При выполнении упражнений в рамках адаптивной гимнастики происходит тренировка тех групп мышц, что являются корсетом для костного каркаса. Также Бубновский подчеркивает и важность правильного дыхания, потому что в процессе тренировок происходит активное насыщение организма кислородом.

На заметку! Методика доктора Бубновского признана во многих странах мира. Отзывы от пациентов, проходивших лечение по ней, положительные.

Адаптивная гимнастика насчитывает более 100 различных упражнений, однако все разом выполнять их не нужно. Каждая группа упражнений нацелена на проработку определенных мышц. И из этих групп выбираются только те упражнения, которые будут полезны и эффективны в каждом определенном случае. То есть людям разного возраста, с разной физической подготовкой, имеющим различные заболевания опорно-двигательного аппарата будут подбираться совершенно разные тренировки, хотя преследовать они будут одну цель – улучшение состояния организма и профилактика развития других патологий и осложнений.

Важно! Не стоит самовольно подбирать упражнения для себя. Выбор комплекса лучше доверить специалисту, поэтому как минимум первые занятия лучше провести непосредственно в специализированном центре, работающем по методикам Бубновского, чтобы понять принцип выполнения упражнений, а также получить необходимые рекомендации тренера.
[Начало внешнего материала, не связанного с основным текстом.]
//! Storage gateway for plant records.
//!
//! Handlers only see [`PlantGateway`]; the concrete backend is picked at
//! start-up and injected through [`crate::AppState`].

use async_trait::async_trait;
use postgres_models::connection::WithConnectionError;
pub use postgres_models::models::plants::{NewPlant, Plant};

mod memory;
mod patch;
mod postgres;

pub use memory::InMemoryPlantGateway;
pub use patch::PlantPatch;
pub use postgres::PgPlantGateway;

pub type StorageResult<T> = Result<T, StorageError>;

#[derive(Debug, thiserror::Error)]
pub enum StorageError {
    #[error("Failed to get database connection: {0}")]
    Pool(String),

    #[error("Database error: {0}")]
    Database(#[from] diesel::result::Error),

    #[error("In-memory plant store lock poisoned")]
    Poisoned,
}

impl From<WithConnectionError<diesel::result::Error>> for StorageError {
    fn from(err: WithConnectionError<diesel::result::Error>) -> Self {
        match err {
            WithConnectionError::Pool(e) => StorageError::Pool(e.to_string()),
            WithConnectionError::Operation(e) => StorageError::Database(e),
        }
    }
}

#[async_trait]
pub trait PlantGateway: Send + Sync {
    /// Every plant, ordered by id.
    async fn find_all(&self) -> StorageResult<Vec<Plant>>;

    async fn find_by_id(&self, id: i32) -> StorageResult<Option<Plant>>;

    /// Look up, merge and commit as one unit. `Ok(None)` if the id is absent.
    async fn update(
        &self,
        id: i32,
        patch: PlantPatch,
    ) -> StorageResult<Option<Plant>>;

    /// `Ok(false)` if the id is absent.
    async fn delete(&self, id: i32) -> StorageResult<bool>;

    /// Not reachable over HTTP; used for seeding and tests.
    async fn create(&self, plant: NewPlant) -> StorageResult<Plant>;

    async fn ping(&self) -> StorageResult<()>;
}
Показания и противопоказания

Адаптивная гимнастика рекомендована при наличии ряда заболеваний позвоночника и опорно-двигательной системы. Показаниями являются такие патологии как остеопороз, межпозвонковые грыжи, остеохондроз, остеомиелит, сколиоз, артрозы и артриты и многие другие вплоть до туберкулеза позвоночника.

На заметку! Упражнения в рамках гимнастики Бубновского разрешено делать даже в период обострения заболеваний.
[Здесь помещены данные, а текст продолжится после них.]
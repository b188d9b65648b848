pub mod errors;
pub mod extractors;
pub mod patch;
pub mod price;
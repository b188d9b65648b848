use std::collections::HashMap;
use std::time::{Duration, Instant};

use axum::Json;
use axum::extract::State;
use axum::http::StatusCode;
use serde::Serialize;

use crate::AppState;
use crate::storage::PlantGateway;

const STORAGE_TIMEOUT: Duration = Duration::from_secs(5);

#[derive(Serialize, Clone, Debug, PartialEq)]
#[serde(rename_all = "lowercase")]
pub enum HealthStatus {
    Healthy,
    Unhealthy,
}

#[derive(Serialize, Debug)]
pub struct ComponentHealth {
    pub status: HealthStatus,
    #[serde(skip_serializing_if = "Option::is_none")]
    pub latency_ms: Option<u64>,
    #[serde(skip_serializing_if = "Option::is_none")]
    pub error: Option<String>,
}

#[derive(Serialize, Debug)]
pub struct HealthResponse {
    pub status: HealthStatus,
    pub components: HashMap<String, ComponentHealth>,
}

pub async fn handler(
    State(state): State<AppState>,
) -> (StatusCode, Json<HealthResponse>) {
    let storage = check_storage(state.gateway.as_ref()).await;

    let overall = if state.shutdown.is_shutting_down()
        || storage.status == HealthStatus::Unhealthy
    {
        HealthStatus::Unhealthy
    } else {
        HealthStatus::Healthy
    };

    let status_code = match overall {
        HealthStatus::Healthy => StatusCode::OK,
        HealthStatus::Unhealthy => StatusCode::SERVICE_UNAVAILABLE,
    };

    let mut components = HashMap::new();
    components.insert("storage".to_string(), storage);

    (
        status_code,
        Json(HealthResponse {
            status: overall,
            components,
        }),
    )
}

async fn check_storage(gateway: &dyn PlantGateway) -> ComponentHealth {
    let start = Instant::now();
    let result = tokio::time::timeout(STORAGE_TIMEOUT, gateway.ping()).await;
    let latency_ms = Some(start.elapsed().as_millis() as u64);

    match result {
        Ok(Ok(())) => ComponentHealth {
            status: HealthStatus::Healthy,
            latency_ms,
            error: None,
        },
        Ok(Err(e)) => {
            tracing::warn!(error = %e, "storage health check failed");
            ComponentHealth {
                status: HealthStatus::Unhealthy,
                latency_ms,
                error: Some("unavailable".to_string()),
            }
        }
        Err(_) => {
            tracing::warn!(
                timeout_secs = STORAGE_TIMEOUT.as_secs(),
                "storage health check timed out"
            );
            ComponentHealth {
                status: HealthStatus::Unhealthy,
                latency_ms,
                error: Some("timeout".to_string()),
            }
        }
    }
}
Но гимнастика по Бубновскому, к сожалению, разрешена не всем и не всегда. Ее нельзя выполнять людям, имеющим эпилепсию, заболевания кровеносной системы, психические расстройства, переломы. Также запрещено тренироваться при наличии онкологических заболеваний, в начале реабилитационного периода после оперативного вмешательства. Врачи не порекомендуют ее и в случае, если имеется риск возникновения инфаркта или инсульта.

Если вы хотите более подробно узнать, как правильно выполнять зарядку по Бубновскому, а также рассмотреть описание методики и что даёт ежедневная зарядка, вы можете прочитать статью об этом на нашем портале.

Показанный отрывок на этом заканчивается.